Commit fa7f138 ("xfs: clear delalloc and cache on buffered write
failure") fixed one regression in the iomap error handling code and
exposed another. The fundamental problem is that if a buffered write
is a rewrite of preexisting delalloc blocks and the write fails, the
failure handling code can punch out preexisting blocks with valid
file data.

This was reproduced directly by sub-block writes in the LTP
kernel/syscalls/write/write03 test. A first 100 byte write allocates
a single block in a file. A subsequent 100 byte write fails and
punches out the block, including the data successfully written by
the previous write.

To address this problem, update the ->iomap_begin() handler to
distinguish newly allocated delalloc blocks from preexisting
delalloc blocks via the IOMAP_F_NEW flag. Use this flag in the
->iomap_end() handler to decide when a failed or short write should
punch out delalloc blocks.

This introduces the subtle requirement that ->iomap_begin() should
never combine newly allocated delalloc blocks with existing blocks
in the resulting iomap descriptor. This can occur when a new
delalloc reservation merges with a neighboring extent that is part
of the current write, for example. Therefore, update
xfs_bmapi_reserve_delalloc() to conditionally return the merged
extent vs. the allocated extent and map the latter into the iomap.
This ensures that preexisting delalloc blocks are always handled as
"found" blocks and not punched out on a failed rewrite.

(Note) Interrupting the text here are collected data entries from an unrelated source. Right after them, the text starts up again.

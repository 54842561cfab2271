//! Cloud speech synthesis endpoint

use std::sync::Arc;

use axum::{
    Json, Router,
    extract::State,
    http::{StatusCode, header},
    middleware,
    response::{IntoResponse, Response},
    routing::post,
};
use serde::Deserialize;

use super::{ApiError, ApiState, auth::require_api_key};

#[derive(Debug, Deserialize)]
pub struct SpeakRequest {
    pub text: String,
}

/// Synthesize text to MP3
///
/// 503 tells the client to fall back to on-device speech.
async fn speak(
    State(state): State<Arc<ApiState>>,
    Json(request): Json<SpeakRequest>,
) -> Result<Response, ApiError> {
    if request.text.trim().is_empty() {
        return Err(ApiError::BadRequest("empty text".to_string()));
    }

    let tts = state
        .tts
        .as_ref()
        .ok_or(ApiError::NotConfigured("TTS not configured (no OpenAI API key)"))?;

    let audio = tts.synthesize(&request.text).await?;

    Ok((StatusCode::OK, [(header::CONTENT_TYPE, "audio/mpeg")], audio).into_response())
}

/// Build speak router
pub fn router(state: Arc<ApiState>) -> Router {
    Router::new()
        .route("/", post(speak))
        .layer(middleware::from_fn_with_state(state.clone(), require_api_key))
        .with_state(state)
}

Reported-by: Xiong Zhou <xzhou@redhat.com>
Signed-off-by: Brian Foster <bfoster@redhat.com>
---

This is a stab at fixing the regression discussed in this[1] thread
based on what Christoph mentioned regarding use of the IOMAP_F_NEW flag.
I decided to co-opt the XFS_BMAPI_ENTIRE flag for the delalloc res bit
since it seems logically equivalent, but we could define a new flag too.
I considered as such to preserve default behavior of
_reserve_delalloc(), but otoh there is only one other caller. Otherwise,
this passes all of my testing so far. Thoughts?

Brian

[1] http://www.spinics.net/lists/linux-xfs/msg04500.html

 fs/xfs/libxfs/xfs_bmap.c | 11 +++++++----
 fs/xfs/libxfs/xfs_bmap.h |  3 ++-
 fs/xfs/xfs_iomap.c       | 31 ++++++++++++++++++++++---------
 fs/xfs/xfs_reflink.c     |  3 ++-
 4 files changed, 33 insertions(+), 15 deletions(-)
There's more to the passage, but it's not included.